We will use our hooks to write information about our program’s execution path to afl’s shared memory segment. We can’t explicitly record the filename and line number of every line of code that is executed, because this would quickly get intractable for a program with thousands of files and millions of lines. Instead, when an “interesting” line of code runs (more on which below), we will increment a counter at a memory address given by a simple function of the current and previously recorded files and line numbers. The resulting bitmap can’t be mapped back into an exact execution path, but afl can still use it to notice and interpret differences in execution paths between different test cases.

We may get some collisions - two different lines of code that map to the same memory location and increment the same counter. But afl’s claim and bet is that as long as there aren’t too many of them, these collisions won’t materially impact its efficacy.

It may prove useful to even further reduce the amount of data that we send to afl. Writing to the shared memory takes CPU time, and writing too much data can flood the shared memory and make it hard for afl to extract any useful signals. There are at least two ways to deal with this. We can sample our instrumentation, and only report information for a random X% of executed lines. This is what afl does. Or, if your language provides the necessary tools, we can only write information for a subset of particularly interesting lines - for example, function calls or returns. This is what afl-ruby does.
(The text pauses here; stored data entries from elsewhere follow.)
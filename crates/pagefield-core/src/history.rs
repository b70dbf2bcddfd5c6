//! Append-only extraction history backed by SQLite.
//!
//! One row per completed document. The store is shared by every job the
//! process runs, so writes from concurrent jobs go through one connection
//! behind a [`Mutex`]. All methods block; async callers use
//! `spawn_blocking`.

use std::path::Path;
use std::sync::Mutex;

use rusqlite::{Connection, OpenFlags, params};
use serde::Serialize;

#[derive(Debug, thiserror::Error)]
pub enum HistoryError {
    #[error("history database error: {0}")]
    Sqlite(#[from] rusqlite::Error),
    #[error("failed to create history directory: {0}")]
    Io(#[from] std::io::Error),
    #[error("history connection poisoned")]
    Poisoned,
}

/// A completed document, as written by the orchestrator.
#[derive(Debug, Clone, PartialEq)]
pub struct HistoryEntry {
    pub contributor: String,
    pub document_name: String,
    pub row_count: usize,
    pub elapsed_seconds: f64,
}

#[derive(Debug, Clone, PartialEq, Serialize)]
pub struct HistorySummary {
    pub username: String,
    pub document_name: String,
    pub total_rows: usize,
    pub total_time: f64,
    pub avg_time_per_row: f64,
    pub timestamp: String,
}

#[derive(Debug, Clone, PartialEq, Serialize)]
pub struct HistoryStats {
    pub total_users: usize,
    pub total_documents_processed: usize,
    pub total_rows_processed: usize,
}

#[derive(Debug, Clone, PartialEq, Serialize)]
pub struct ContributorStats {
    pub username: String,
    pub total_documents: usize,
    pub total_rows: usize,
    pub avg_time_per_row: f64,
}

/// Which contributors a history query covers.
#[derive(Debug, Clone, PartialEq, Eq)]
pub enum HistoryFilter {
    All,
    Contributor(String),
}

impl HistoryFilter {
    /// Admins may ask for anyone (or everyone, with no target or
    /// `"All Users"`); everyone else only ever sees their own rows.
    pub fn for_principal(principal: &crate::Principal, target: Option<&str>) -> Self {
        if !principal.admin {
            return HistoryFilter::Contributor(principal.username.clone());
        }
        match target.map(str::trim) {
            None | Some("") | Some("All Users") => HistoryFilter::All,
            Some(name) => HistoryFilter::Contributor(name.to_string()),
        }
    }
}

/// Destination for per-document history records.
pub trait HistorySink: Send + Sync {
    fn record(&self, entry: &HistoryEntry) -> Result<(), HistoryError>;
}

pub struct SqliteHistory {
    conn: Mutex<Connection>,
}

impl SqliteHistory {
    pub fn open(path: &Path) -> Result<Self, HistoryError> {
        if let Some(parent) = path.parent()
            && !parent.as_os_str().is_empty()
        {
            std::fs::create_dir_all(parent)?;
        }
        let flags = OpenFlags::SQLITE_OPEN_READ_WRITE
            | OpenFlags::SQLITE_OPEN_CREATE
            | OpenFlags::SQLITE_OPEN_NO_MUTEX;
        let conn = Connection::open_with_flags(path, flags)?;
        conn.execute_batch(
            "PRAGMA journal_mode = WAL;
             PRAGMA synchronous = NORMAL;
             PRAGMA busy_timeout = 5000;",
        )?;
        Self::init(conn)
    }

    pub fn open_in_memory() -> Result<Self, HistoryError> {
        Self::init(Connection::open_in_memory()?)
    }

    fn init(conn: Connection) -> Result<Self, HistoryError> {
        conn.execute_batch(
            "CREATE TABLE IF NOT EXISTS extraction_history (
                 id            INTEGER PRIMARY KEY AUTOINCREMENT,
                 username      TEXT NOT NULL,
                 document_name TEXT NOT NULL,
                 total_rows    INTEGER NOT NULL,
                 total_time    REAL NOT NULL,
                 timestamp     DATETIME DEFAULT CURRENT_TIMESTAMP
             );
             CREATE INDEX IF NOT EXISTS idx_history_username
                 ON extraction_history (username);",
        )?;
        Ok(Self {
            conn: Mutex::new(conn),
        })
    }

    fn conn(&self) -> Result<std::sync::MutexGuard<'_, Connection>, HistoryError> {
        self.conn.lock().map_err(|_| HistoryError::Poisoned)
    }

    /// Distinct contributor names, sorted.
    pub fn contributors(&self) -> Result<Vec<String>, HistoryError> {
        let conn = self.conn()?;
        let mut stmt = conn.prepare_cached(
            "SELECT DISTINCT username FROM extraction_history ORDER BY username",
        )?;
        let names = stmt
            .query_map([], |row| row.get::<_, String>(0))?
            .collect::<Result<Vec<_>, _>>()?;
        Ok(names)
    }

    /// History rows, newest first.
    pub fn summaries(&self, filter: &HistoryFilter) -> Result<Vec<HistorySummary>, HistoryError> {
        let conn = self.conn()?;
        let map_row = |row: &rusqlite::Row<'_>| -> rusqlite::Result<HistorySummary> {
            let total_rows = row.get::<_, i64>(2)?.max(0) as usize;
            let total_time: f64 = row.get(3)?;
            Ok(HistorySummary {
                username: row.get(0)?,
                document_name: row.get(1)?,
                total_rows,
                total_time,
                avg_time_per_row: crate::per_row(total_time, total_rows),
                timestamp: row.get::<_, Option<String>>(4)?.unwrap_or_default(),
            })
        };

        let rows = match filter {
            HistoryFilter::All => {
                let mut stmt = conn.prepare_cached(
                    "SELECT username, document_name, total_rows, total_time, timestamp
                     FROM extraction_history ORDER BY timestamp DESC, id DESC",
                )?;
                stmt.query_map([], map_row)?
                    .collect::<Result<Vec<_>, _>>()?
            }
            HistoryFilter::Contributor(name) => {
                let mut stmt = conn.prepare_cached(
                    "SELECT username, document_name, total_rows, total_time, timestamp
                     FROM extraction_history WHERE username = ?1
                     ORDER BY timestamp DESC, id DESC",
                )?;
                stmt.query_map(params![name], map_row)?
                    .collect::<Result<Vec<_>, _>>()?
            }
        };
        Ok(rows)
    }

    pub fn stats(&self) -> Result<HistoryStats, HistoryError> {
        let conn = self.conn()?;
        let stats = conn.query_row(
            "SELECT COUNT(DISTINCT username), COUNT(DISTINCT document_name),
                    COALESCE(SUM(total_rows), 0)
             FROM extraction_history",
            [],
            |row| {
                Ok(HistoryStats {
                    total_users: row.get::<_, i64>(0)? as usize,
                    total_documents_processed: row.get::<_, i64>(1)? as usize,
                    total_rows_processed: row.get::<_, i64>(2)? as usize,
                })
            },
        )?;
        Ok(stats)
    }

    /// Per-contributor totals, sorted by username.
    pub fn contributor_stats(&self) -> Result<Vec<ContributorStats>, HistoryError> {
        let conn = self.conn()?;
        let mut stmt = conn.prepare_cached(
            "SELECT username, COUNT(DISTINCT document_name),
                    COALESCE(SUM(total_rows), 0), COALESCE(SUM(total_time), 0.0)
             FROM extraction_history GROUP BY username ORDER BY username",
        )?;
        let stats = stmt
            .query_map([], stats_row)?
            .collect::<Result<Vec<_>, _>>()?;
        Ok(stats)
    }

    /// Totals for one contributor; zeros if they have no history.
    pub fn contributor_stat(&self, username: &str) -> Result<ContributorStats, HistoryError> {
        let conn = self.conn()?;
        let stat = conn.query_row(
            "SELECT ?1, COUNT(DISTINCT document_name),
                    COALESCE(SUM(total_rows), 0), COALESCE(SUM(total_time), 0.0)
             FROM extraction_history WHERE username = ?1",
            params![username],
            stats_row,
        )?;
        Ok(stat)
    }
}

fn stats_row(row: &rusqlite::Row<'_>) -> rusqlite::Result<ContributorStats> {
    let total_rows = row.get::<_, i64>(2)?.max(0) as usize;
    let total_time: f64 = row.get(3)?;
    Ok(ContributorStats {
        username: row.get(0)?,
        total_documents: row.get::<_, i64>(1)? as usize,
        total_rows,
        avg_time_per_row: crate::per_row(total_time, total_rows),
    })
}

impl HistorySink for SqliteHistory {
    fn record(&self, entry: &HistoryEntry) -> Result<(), HistoryError> {
        let conn = self.conn()?;
        conn.execute(
            "INSERT INTO extraction_history (username, document_name, total_rows, total_time)
             VALUES (?1, ?2, ?3, ?4)",
            params![
                entry.contributor,
                entry.document_name,
                entry.row_count as i64,
                entry.elapsed_seconds
            ],
        )?;
        Ok(())
    }
}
It will be hard to rigorously verify that the interaction between your program and afl is exactly correct. Afl is not very amenable to unit testing. However, there are two heuristics you can use to convince yourself that your code is right. First, afl will yell at you if you try to fuzz something that doesn’t have any instrumentation. If afl is happy to start fuzzing your program then you must at least be writing something to the shared memory. And second, if your instrumentation is helpful to afl then you should be able to find a bug in a trivial example target much quicker than in QEMU (uninstrumented) mode.

Putting it all together

You should now have a working afl wrapper for your language. Try it out on a trivial test harness containing a simple bug, like the example in the afl-ruby README. You should see afl detect new execution paths and quickly find the crash. When you’re convinced that everything is working, point afl at the program that you originally wanted to fuzz (several hours and hundreds of lines of code ago). Whilst you’re waiting for afl to serve you up some bugs you can tidy up your wrapper code, write some docs, and push everything to GitHub or Bitbucket. If you have the momentum, look into and consider implementing ancillary afl tools like afl-cov, afl-cmin, and persistent mode.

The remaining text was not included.